Our weekly roundup of the news, notes and chatter about the prospects for the next Democratic presidential race:
The 2020 Democratic presidential race now officially has its first candidate: Maryland Rep. John Delaney.
The third-term congressman announced his plans to run for president in a Washington Post op-ed Friday afternoon. Delaney, 54, won’t run for re-election and is bypassing a run for Maryland governor in 2018.
Let’s be honest here: More than anything, this reflects the reality that just about every elected Democrat thinks a couple big things: 1) They can beat Trump, and 2) The best-known Democratic prospects — former Vice President Joe Biden, Vermont Sen. Bernie Sanders, Massachusetts Sen. Elizabeth Warren — all have good reasons they might not run, which could mean a truly wide-open race. After all, another Maryland Democrat, former Gov. Martin O’Malley, also looks likely to run.

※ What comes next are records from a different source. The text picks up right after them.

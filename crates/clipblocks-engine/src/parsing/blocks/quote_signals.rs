//! Signals deciding whether a quote line starts a new quotation.
//!
//! Every signal used by the quote parser lives here so the policy can be
//! read and changed in one place. It is a heuristic: each signal is
//! tested, none is guaranteed.

/// Sentence-final characters, checked after trailing closing quotes are removed.
const TERMINAL_PUNCTUATION: &[char] = &['.', '!', '?', '…', '。', '！', '？'];

const CLOSING_MARKS: &[char] = &['"', '\'', '”', '’', '»', ')', '*', '_'];

/// Words that introduce a citation or a new quotation.
const CITATION_WORDS: &[&str] = &[
    "quote",
    "citation",
    "cite",
    "source",
    "zitat",
    "quelle",
    "cita",
    "citazione",
    "fonte",
    "引用",
    "出典",
];

/// Longer line at least this many times the shorter one.
const ASYMMETRY_RATIO: usize = 5;
/// Asymmetry only counts when the longer line is at least this long.
const ASYMMETRY_MIN_LEN: usize = 60;

/// True when `next` should start a new quote node instead of continuing `prev`.
pub fn looks_like_independent_quote(prev: &str, next: &str) -> bool {
    let prev = prev.trim();
    let next = next.trim();
    if prev.is_empty() || next.is_empty() {
        return false;
    }
    sentence_boundary(prev, next) || starts_with_citation(next) || length_asymmetry(prev, next)
}

pub fn sentence_boundary(prev: &str, next: &str) -> bool {
    let ended = prev
        .trim_end_matches(CLOSING_MARKS)
        .ends_with(TERMINAL_PUNCTUATION);
    ended && next.chars().next().is_some_and(char::is_uppercase)
}

pub fn starts_with_citation(next: &str) -> bool {
    let lower = next.to_lowercase();
    CITATION_WORDS.iter().any(|word| {
        lower.strip_prefix(word).is_some_and(|after| {
            after
                .chars()
                .next()
                .is_none_or(|c| !c.is_alphanumeric())
        })
    })
}

pub fn length_asymmetry(prev: &str, next: &str) -> bool {
    let (a, b) = (prev.chars().count(), next.chars().count());
    let (short, long) = if a < b { (a, b) } else { (b, a) };
    long >= ASYMMETRY_MIN_LEN && long >= short * ASYMMETRY_RATIO
}
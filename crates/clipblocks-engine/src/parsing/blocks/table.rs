use crate::{
    ast::{AstNode, NodeKind, TableFormat, TableMeta},
    parsing::lexer::{Token, TokenKind, TokenStream},
};

fn row(tok: &Token) -> Option<(TableFormat, &[String], bool)> {
    match &tok.kind {
        TokenKind::TableRow {
            format,
            cells,
            separator,
        } => Some((*format, cells.as_slice(), *separator)),
        _ => None,
    }
}

/// Pipe tables need a separator under the header, TSV needs a second row,
/// CSV rows only exist in delimited mode and always form a table.
pub fn claims(stream: &TokenStream) -> bool {
    let Some((format, _, separator)) = stream.peek().and_then(row) else {
        return false;
    };
    if separator {
        return false;
    }
    let next = stream.peek_nth(1).and_then(row);
    match format {
        TableFormat::Csv => true,
        TableFormat::Markdown => {
            matches!(next, Some((TableFormat::Markdown, _, true)))
        }
        TableFormat::Tsv => matches!(next, Some((TableFormat::Tsv, _, false))),
    }
}

/// Normalizes every row, whatever the delimiter, to one shared width.
/// Short rows are padded; the header widens when a row is longer.
pub fn parse(stream: &mut TokenStream) -> Option<AstNode> {
    let first = stream.next()?;
    let (format, header, _) = row(&first)?;
    let mut headers = header.to_vec();
    let mut rows: Vec<Vec<String>> = Vec::new();

    while let Some((next_format, cells, separator)) = stream.peek().and_then(row) {
        if next_format != format {
            break;
        }
        if !separator {
            rows.push(cells.to_vec());
        }
        stream.next();
    }

    let width = rows
        .iter()
        .map(Vec::len)
        .chain(std::iter::once(headers.len()))
        .max()
        .unwrap_or_default();
    headers.resize(width, String::new());
    for r in &mut rows {
        r.resize(width, String::new());
    }

    let meta = TableMeta {
        table_type: format,
        headers,
        rows,
    };
    Some(AstNode::new(NodeKind::Table(meta), ""))
}
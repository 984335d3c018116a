use clipblocks_engine::{
    format::{FormatOptions, Formatter},
    parse,
    parsing::lexer::tokenize,
};
use criterion::{Criterion, criterion_group, criterion_main};
use pulldown_cmark::Parser;
mod common;

fn bench_pulldown_cmark_baseline(c: &mut Criterion) {
    let mut group = c.benchmark_group("parsing");
    group.sample_size(10);

    let content = common::generate_megabyte_markdown(1_000_000);
    group.bench_function("pulldown_cmark", |b| {
        b.iter(|| {
            let parser = Parser::new(std::hint::black_box(&content));
            let events: Vec<_> = parser.collect();
            std::hint::black_box(events);
        });
    });

    group.bench_function("tokenize", |b| {
        b.iter(|| {
            let tokens = tokenize(std::hint::black_box(&content)).count();
            std::hint::black_box(tokens);
        });
    });

    group.bench_function("parse", |b| {
        b.iter(|| {
            let nodes = parse(std::hint::black_box(&content));
            std::hint::black_box(nodes);
        });
    });

    group.finish();
}

fn bench_format(c: &mut Criterion) {
    let mut group = c.benchmark_group("format");
    group.sample_size(10);

    let nodes = parse(&common::generate_markdown_content(500));
    let formatter = Formatter::new(FormatOptions::default()).unwrap();
    group.bench_function("format_and_chunk", |b| {
        b.iter(|| {
            let doc = formatter.format(std::hint::black_box(&nodes));
            std::hint::black_box(doc);
        });
    });

    group.finish();
}

criterion_group!(benches, bench_pulldown_cmark_baseline, bench_format);
criterion_main!(benches);
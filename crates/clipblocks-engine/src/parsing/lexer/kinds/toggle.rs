/// Disclosure-triangle markers that start a collapsible section.
pub struct ToggleMarker;

impl ToggleMarker {
    pub const MARKERS: [char; 3] = ['▶', '▸', '►'];

    /// Returns the summary text after the marker.
    pub fn parse(rest: &str) -> Option<&str> {
        let first = rest.chars().next()?;
        if !Self::MARKERS.contains(&first) {
            return None;
        }
        let after = &rest[first.len_utf8()..];
        let after = after.strip_prefix('\u{fe0f}').unwrap_or(after);
        if !after.is_empty() && !after.starts_with(char::is_whitespace) {
            return None;
        }
        Some(after.trim())
    }
}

Why do even Delaney’s allies admit he is an extreme longshot? Beyond his lack of a national profile, Delaney is well to the right of the Democratic primary electorate, including his support for the Trans-Pacific Partnership trade deal. He previously pushed minimum wage hikes, but for amounts short of the $15 an hour that progressives have sought (and Delaney now says he backs). He has proposed allowing businesses to repatriate money earned overseas without paying taxes in exchange for buying infrastructure bonds.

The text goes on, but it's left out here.